5. The surface of a glass plate (index of refraction n3 = 1.50) is coated with a transparent thin film (index of refraction n2 = 1.25). A beam of monochromatic light of wavelength 6.0 X 10^-7 meter traveling in air (index of refraction n1 = 1.00) is incident normally on surface S1 as shown above. The beam is partially transmitted and partially reflected.
(a) Calculate the frequency of the light.
(b) Calculate the wavelength of the light in the thin film.
The beam of light in the film is then partially reflected and partially transmitted at surface S2·
(c) Calculate the minimum thickness d1 of the film such that the resultant intensity of the light reflected back into the air is a minimum.
(d) Calculate the minimum nonzero thickness d2 of the film such that the resultant intensity of the light reflected back into the air Is a maximum.
I need help on this plzzz
(a) To calculate the frequency of the light, we can use the equation:
c = λν
where c is the speed of light, λ is the wavelength, and ν is the frequency.
We are given the wavelength λ of the light as 6.0 X 10^-7 meter. We can substitute this value into the equation and solve for the frequency ν:
c = (6.0 X 10^-7 m)ν
Rearranging the equation to solve for ν:
ν = c / (6.0 X 10^-7 m)
The speed of light is approximately 3.00 X 10^8 m/s, so substituting this value:
ν = (3.00 X 10^8 m/s) / (6.0 X 10^-7 m)
Simplifying the expression:
ν = 5.00 X 10^14 Hz
Therefore, the frequency of the light is 5.00 X 10^14 Hz.
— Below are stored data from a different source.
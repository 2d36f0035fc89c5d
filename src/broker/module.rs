//! Module capability interface

use serde_json::Value;

use crate::model::{BindingRecord, DetailMap, InstanceSnapshot, ParamMap};
use crate::pipeline::Pipeline;

use super::errors::BrokerResult;

/// Credentials handed to a bind caller.
pub type CredentialMap = serde_json::Map<String, Value>;

/// Contract a resource module implements.
///
/// Pipeline construction is pure: it decides which steps apply for the
/// plan, never executes anything. Bind and unbind are synchronous calls
/// and do not go through the executor.
///
/// This is the one seam between the orchestration engine and
/// resource-specific logic; the engine dispatches through a registry of
/// `Arc<dyn ServiceModule>` keyed by service ID.
pub trait ServiceModule: Send + Sync {
    /// Service ID this module serves; the registry key.
    fn service_id(&self) -> &str;

    /// Ordered steps for provisioning under the given plan.
    fn provisioner(&self, plan_id: &str) -> BrokerResult<Pipeline>;

    /// Ordered steps for updating under the given plan.
    fn updater(&self, plan_id: &str) -> BrokerResult<Pipeline>;

    /// Ordered steps for deprovisioning under the given plan.
    fn deprovisioner(&self, plan_id: &str) -> BrokerResult<Pipeline>;

    /// Create binding state: `(details, secure_details)`.
    fn bind(
        &self,
        instance: &InstanceSnapshot,
        parameters: &ParamMap,
    ) -> BrokerResult<(DetailMap, DetailMap)>;

    /// Tear down whatever `bind` granted.
    fn unbind(&self, instance: &InstanceSnapshot, binding: &BindingRecord) -> BrokerResult<()>;

    /// Construct the client-visible credentials for a binding. The only
    /// path on which secure details may be read back out.
    fn credentials(
        &self,
        instance: &InstanceSnapshot,
        binding: &BindingRecord,
    ) -> BrokerResult<CredentialMap>;
}

impl std::fmt::Debug for dyn ServiceModule {
    fn fmt(&self, f: &mut std::fmt::Formatter<'_>) -> std::fmt::Result {
        f.debug_struct("ServiceModule")
            .field("service_id", &self.service_id())
            .finish()
    }
}
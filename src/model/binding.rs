//! Binding records

use chrono::{DateTime, Utc};
use serde::{Deserialize, Serialize};

use super::{DetailMap, ParamMap};

/// Persisted record for one credential-granting binding.
///
/// Bindings are created and deleted synchronously; they never go through
/// the step pipeline, so there is no status or cursor here.
#[derive(Debug, Clone, Serialize, Deserialize)]
pub struct BindingRecord {
    pub binding_id: String,
    pub instance_id: String,

    #[serde(default)]
    pub parameters: ParamMap,

    /// Module state from the bind call.
    #[serde(default)]
    pub details: DetailMap,

    /// Sensitive subset, segregated at rest like instance secure details.
    #[serde(default)]
    pub secure_details: DetailMap,

    pub created_at: DateTime<Utc>,
}

impl BindingRecord {
    pub fn new(
        binding_id: impl Into<String>,
        instance_id: impl Into<String>,
        parameters: ParamMap,
        details: DetailMap,
        secure_details: DetailMap,
    ) -> Self {
        Self {
            binding_id: binding_id.into(),
            instance_id: instance_id.into(),
            parameters,
            details,
            secure_details,
            created_at: Utc::now(),
        }
    }
}
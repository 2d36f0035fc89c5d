//! Built-in reference modules
//!
//! Resource modules are normally external to the broker; this one ships
//! in-tree as a working reference for the `ServiceModule` contract and to
//! give the CLI something to serve out of the box.

mod keyval;

pub use keyval::KeyvalModule;
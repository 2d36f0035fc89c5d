//! Broker Configuration
//!
//! Bind address, Basic-auth credential pair, optional data directory for
//! the file-backed store, and CORS origins. Loadable from a JSON file by
//! the CLI.

use std::path::{Path, PathBuf};

use serde::{Deserialize, Serialize};

/// Broker server configuration
#[derive(Debug, Clone, Serialize, Deserialize)]
pub struct BrokerConfig {
    /// Host to bind to (default: "0.0.0.0")
    #[serde(default = "default_host")]
    pub host: String,

    /// Port to bind to (default: 8844)
    #[serde(default = "default_port")]
    pub port: u16,

    /// Basic auth username every request must present
    #[serde(default = "default_username")]
    pub username: String,

    /// Basic auth password. The default exists for local development only.
    #[serde(default = "default_password")]
    pub password: String,

    /// Data directory for the file-backed store; in-memory when absent
    #[serde(default)]
    pub data_dir: Option<PathBuf>,

    /// CORS allowed origins (permissive when empty, for development)
    #[serde(default)]
    pub cors_origins: Vec<String>,
}

fn default_host() -> String {
    "0.0.0.0".to_string()
}

fn default_port() -> u16 {
    8844
}

fn default_username() -> String {
    "broker".to_string()
}

fn default_password() -> String {
    "change-me".to_string()
}

impl Default for BrokerConfig {
    fn default() -> Self {
        Self {
            host: default_host(),
            port: default_port(),
            username: default_username(),
            password: default_password(),
            data_dir: None,
            cors_origins: Vec::new(),
        }
    }
}

impl BrokerConfig {
    /// Read configuration from a JSON file.
    pub fn load(path: &Path) -> std::io::Result<Self> {
        let contents = std::fs::read_to_string(path)?;
        serde_json::from_str(&contents)
            .map_err(|e| std::io::Error::new(std::io::ErrorKind::InvalidData, e))
    }

    /// Get the socket address string
    pub fn socket_addr(&self) -> String {
        format!("{}:{}", self.host, self.port)
    }
}

#[cfg(test)]
mod tests {
    use super::*;

    #[test]
    fn test_default_config() {
        let config = BrokerConfig::default();
        assert_eq!(config.host, "0.0.0.0");
        assert_eq!(config.port, 8844);
        assert!(config.data_dir.is_none());
    }

    #[test]
    fn test_socket_addr() {
        let config = BrokerConfig {
            port: 9000,
            ..Default::default()
        };
        assert_eq!(config.socket_addr(), "0.0.0.0:9000");
    }

    #[test]
    fn test_load_applies_field_defaults() {
        let dir = tempfile::tempdir().unwrap();
        let path = dir.path().join("broker.json");
        std::fs::write(&path, r#"{"port": 9001, "password": "pw"}"#).unwrap();

        let config = BrokerConfig::load(&path).unwrap();
        assert_eq!(config.port, 9001);
        assert_eq!(config.password, "pw");
        assert_eq!(config.username, "broker");
    }

    #[test]
    fn test_load_rejects_malformed_json() {
        let dir = tempfile::tempdir().unwrap();
        let path = dir.path().join("broker.json");
        std::fs::write(&path, "{not json").unwrap();
        assert!(BrokerConfig::load(&path).is_err());
    }
}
(b) To calculate the wavelength of the light in the thin film, we can use the equation:
λ2 = λ1 / n2
where λ2 is the wavelength in the thin film, λ1 is the wavelength in air, and n2 is the refractive index of the thin film.
We are given the wavelength in air λ1 as 6.0 X 10^-7 meter and the refractive index of the thin film n2 as 1.25. We can substitute these values into the equation and solve for λ2:
λ2 = (6.0 X 10^-7 m) / 1.25
Simplifying the expression:
λ2 = 4.8 X 10^-7 m
Therefore, the wavelength of the light in the thin film is 4.8 X 10^-7 meter.
(c) To calculate the minimum thickness d1 of the film such that the resultant intensity of the light reflected back into the air is a minimum, we need to consider the conditions for destructive interference.
Destructive interference occurs when the path difference between the reflected and transmitted rays is equal to an odd multiple of half the wavelength in the film (λ2/2).
The path difference can be calculated as:
Δx = 2n2d1
where Δx is the path difference, n2 is the refractive index of the thin film, and d1 is the thickness of the film.
Since we want to minimize the reflected intensity, we want the path difference to be equal to λ2/2.
Setting up the equation:
λ2/2 = 2n2d1
Solving for d1:
d1 = λ2 / (4n2)
Substituting the known values:
d1 = (4.8 X 10^-7 m) / (4 X 1.25)
Simplifying the expression:
d1 = 9.6 X 10^-8 m
Therefore, the minimum thickness d1 of the film is 9.6 X 10^-8 meter.
(d) To calculate the minimum nonzero thickness d2 of the film such that the resultant intensity of the light reflected back into the air is a maximum, we need to consider the conditions for constructive interference.
Constructive interference occurs when the path difference between the reflected and transmitted rays is equal to an integer multiple of the wavelength in the film (λ2).
The path difference can be calculated as:
Δx = 2n2d2
where Δx is the path difference, n2 is the refractive index of the thin film, and d2 is the thickness of the film.
Since we want to maximize the reflected intensity, we want the path difference to be equal to an integer multiple of λ2.
Setting up the equation:
λ2 = 2n2d2
Solving for d2:
d2 = λ2 / (2n2)
Substituting the known values:
d2 = (4.8 X 10^-7 m) / (2 X 1.25)
Simplifying the expression:
d2 = 1.92 X 10^-7 m
Therefore, the minimum nonzero thickness d2 of the film is 1.92 X 10^-7 meter.